The Michaux company was the first to mass-produce the velocipede, which it did from 1857 to 1871. The velocipede design, first made entirely of wooden tires, then later with metal tires, also became known as the boneshaker, because it really rattled the rider’s bones – especially on the cobblestone roads of the day – and made for an extremely uncomfortable ride. 

Then came the design of unicycles, or one-wheeled cycles. The first design for a unicycle was patented in 1869. A unicycle ride was a difficult one. For it needed great skill to mount a single wheel, usually a big wheel, with handlebars that could only provide balance but were not very good for steering. Almost like the skill circus acrobats need!

The ‘penny-farthing’

Then came the bicycle, with two wheels, but with the pedals on the front wheel. The turning point in such a bicycle design came in 1871, with the creation of the ‘penny-farthing’ bicycle, which had a large front wheel and small back wheel. 

One reason for the rough ride people got with some of the initial bicycles was that they had pedals attached to a larger front wheel. Every time the wheel went over a bump in the road, which was pretty often, the rider got a solid whack on his backside.

But, still, it was progress!

With a seat perched four feet high, not only was the penny-farthing difficult to mount but it was unsafe if a rider happened to fall.

Yet such was the excitement it created that, in 1884, Englishman Thomas Stevens set off on a journey around the globe on a penny-farthing.

Today you will not see a bicycle with pedals on its wheels. The pedals are always between the front and rear wheels, and they drive the rear wheel with the help of a chain. And this was the next step in the history of the bicycle. 

Here is a picture of the further development – a bicycle with a chain.

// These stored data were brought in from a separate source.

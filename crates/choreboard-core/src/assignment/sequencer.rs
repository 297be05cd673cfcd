//! Assignment prompt sequencer.
//!
//! When someone hands a chore to the current user, the app asks once whether
//! they accept it. The sequencer decides which assignment is being asked about
//! right now. It shows one prompt at a time, in task-list order, and never asks
//! about the same task twice.
//!
//! ## State Transitions
//!
//! ```text
//! Idle --refresh (eligible non-empty)--> Showing(visible)
//! Showing(visible) --begin_exit--> Showing(hiding)
//! Showing --respond / dismiss / withdrawn--> Idle (or Showing the next task)
//! ```

use std::collections::HashSet;

use chrono::Utc;
use serde::{Deserialize, Serialize};
use tracing::{debug, warn};

use super::seen::SeenStore;
use super::task::{ChoreTask, TaskProvider};
use crate::events::Event;

/// The user's answer to an assignment prompt.
#[derive(Debug, Clone, Copy, PartialEq, Eq, Serialize, Deserialize)]
#[serde(rename_all = "snake_case")]
pub enum AssignmentDecision {
    Accepted,
    Declined,
}

impl From<bool> for AssignmentDecision {
    fn from(accepted: bool) -> Self {
        if accepted {
            AssignmentDecision::Accepted
        } else {
            AssignmentDecision::Declined
        }
    }
}

/// The prompt currently in front of the user.
#[derive(Debug, Clone, PartialEq, Eq, Serialize)]
pub struct AssignmentPrompt {
    pub task: ChoreTask,
    /// `false` while the prompt animates out. It stays current until
    /// answered, dismissed or withdrawn.
    pub visible: bool,
}

/// Sequences accept/decline prompts for chores assigned to one user.
pub struct AssignmentPromptSequencer<P, S> {
    provider: P,
    store: S,
    user_id: String,
    eligible: Vec<ChoreTask>,
    /// Ids marked during this session, consulted before the store.
    session_seen: HashSet<String>,
    /// Marked ids whose store write failed; retried on later calls.
    unpersisted: HashSet<String>,
    current: Option<AssignmentPrompt>,
}

impl<P: TaskProvider, S: SeenStore> AssignmentPromptSequencer<P, S> {
    /// Create an idle sequencer. Call [`refresh`](Self::refresh) to load tasks.
    pub fn new(provider: P, store: S, user_id: impl Into<String>) -> Self {
        Self {
            provider,
            store,
            user_id: user_id.into(),
            eligible: Vec::new(),
            session_seen: HashSet::new(),
            unpersisted: HashSet::new(),
            current: None,
        }
    }

    pub fn user_id(&self) -> &str {
        &self.user_id
    }

    /// Assignments still waiting for an answer, in task-list order.
    pub fn eligible_tasks(&self) -> &[ChoreTask] {
        &self.eligible
    }

    pub fn current(&self) -> Option<&AssignmentPrompt> {
        self.current.as_ref()
    }

    pub fn seen_store(&self) -> &S {
        &self.store
    }

    pub fn provider(&self) -> &P {
        &self.provider
    }

    /// Recompute eligibility from the provider. Call whenever the task list
    /// changes.
    pub fn refresh(&mut self) -> Vec<Event> {
        self.retry_unpersisted();
        let tasks = self.provider.tasks();
        let eligible: Vec<ChoreTask> = tasks
            .into_iter()
            .filter(|task| task.is_assignment_for(&self.user_id) && !self.is_seen(&task.id))
            .collect();
        self.eligible = eligible;
        debug!(user = %self.user_id, eligible = self.eligible.len(), "assignment eligibility refreshed");

        let mut events = Vec::new();
        if let Some(prompt) = self.current.as_mut() {
            match self.eligible.iter().find(|t| t.id == prompt.task.id) {
                Some(fresh) => prompt.task = fresh.clone(),
                None => {
                    let task_id = prompt.task.id.clone();
                    debug!(%task_id, "assignment prompt withdrawn");
                    self.current = None;
                    events.push(Event::AssignmentWithdrawn {
                        task_id,
                        at: Utc::now(),
                    });
                }
            }
        }
        events.extend(self.promote());
        events
    }

    /// Record an accept/decline answer and move on to the next assignment.
    ///
    /// Unknown or already-answered task ids are ignored.
    pub fn respond(&mut self, task_id: &str, accepted: bool) -> Vec<Event> {
        let decision = AssignmentDecision::from(accepted);
        self.finish(task_id, |task_id| Event::AssignmentAnswered {
            task_id,
            decision,
            at: Utc::now(),
        })
    }

    /// Close a prompt without an answer. Bookkeeping matches
    /// [`respond`](Self::respond).
    pub fn dismiss_without_response(&mut self, task_id: &str) -> Vec<Event> {
        self.finish(task_id, |task_id| Event::AssignmentDismissed {
            task_id,
            at: Utc::now(),
        })
    }

    /// Start the exit animation of the current prompt.
    ///
    /// Returns `false` if `task_id` is not the visible current prompt.
    pub fn begin_exit(&mut self, task_id: &str) -> bool {
        match self.current.as_mut() {
            Some(prompt) if prompt.task.id == task_id && prompt.visible => {
                prompt.visible = false;
                true
            }
            _ => false,
        }
    }

    /// Mark a task as seen. Idempotent.
    ///
    /// A store failure is logged; the task still stays suppressed for the
    /// rest of this session and the write is retried by the next
    /// `mark_seen` or [`refresh`](Self::refresh).
    pub fn mark_seen(&mut self, task_id: &str) {
        let first = self.session_seen.insert(task_id.to_string());
        if !first && !self.unpersisted.contains(task_id) {
            return;
        }
        self.persist(task_id);
    }

    fn persist(&mut self, task_id: &str) {
        match self.store.mark_seen(task_id) {
            Ok(()) => {
                self.unpersisted.remove(task_id);
            }
            Err(e) => {
                warn!(task_id, error = %e, "failed to persist assignment seen marker");
                self.unpersisted.insert(task_id.to_string());
            }
        }
    }

    fn retry_unpersisted(&mut self) {
        let pending: Vec<String> = self.unpersisted.iter().cloned().collect();
        for task_id in pending {
            self.persist(&task_id);
        }
    }

    fn is_seen(&self, task_id: &str) -> bool {
        if self.session_seen.contains(task_id) {
            return true;
        }
        match self.store.is_seen(task_id) {
            Ok(seen) => seen,
            Err(e) => {
                warn!(task_id, error = %e, "failed to read assignment seen marker");
                false
            }
        }
    }

    fn finish<F>(&mut self, task_id: &str, event: F) -> Vec<Event>
    where
        F: FnOnce(String) -> Event,
    {
        let Some(pos) = self.eligible.iter().position(|t| t.id == task_id) else {
            debug!(task_id, "ignoring prompt action for task that is not pending");
            return Vec::new();
        };
        let task = self.eligible.remove(pos);
        self.mark_seen(&task.id);

        if self
            .current
            .as_ref()
            .is_some_and(|prompt| prompt.task.id == task.id)
        {
            self.current = None;
        }

        let mut events = vec![event(task.id)];
        events.extend(self.promote());
        events
    }

    fn promote(&mut self) -> Option<Event> {
        if self.current.is_some() {
            return None;
        }
        let task = self.eligible.first()?.clone();
        debug!(task_id = %task.id, "assignment prompt shown");
        let event = Event::AssignmentPrompted {
            task_id: task.id.clone(),
            assigned_by: task.assigned_by.clone(),
            at: Utc::now(),
        };
        self.current = Some(AssignmentPrompt {
            task,
            visible: true,
        });
        Some(event)
    }
}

You can see one at the Smithsonian Museum:

But we are running ahead of the actual series of events.

Modern bicycle

By the 1860s bicycles ceased to have different-sized wheels, and both wheels became the same size. Then, in 1885, John Kemp Starley, an English designer, invented the ‘safety bicycle’, which he called the ‘Rover’. This bicycle had equal-sized wheels and a chain drive. 

There was more to come yet. And that was the bicycle ‘drivetrain’. Soon these bikes began to have brakes and tyres too.

The first chain designs used on bicycles included the block chain, the skip-link chain, and the Simpson lever chain. These chains were of a simple design, without bushings. With decades of improvement, the chain system was improved, and this has made today’s bicycles far more efficient than their predecessors a century ago.

A major landmark in the history of bicycles was the introduction of pneumatic rubber tyres in 1888. These tyres helped bicycles become leaner and faster.

Not only did rubber tyres help bicycles shed weight but they also made the bicycle ride far more comfortable than the bone-shaking ride it used to be earlier.

Today we do not have just one bicycle design. We have a wide range of bicycles, starting from children’s bicycles with spare wheels attached to stabilise the bike to racers and mountain bikes used by experienced sportspeople.

We shall look at the variety of bicycles, and the companies that make them, in another video.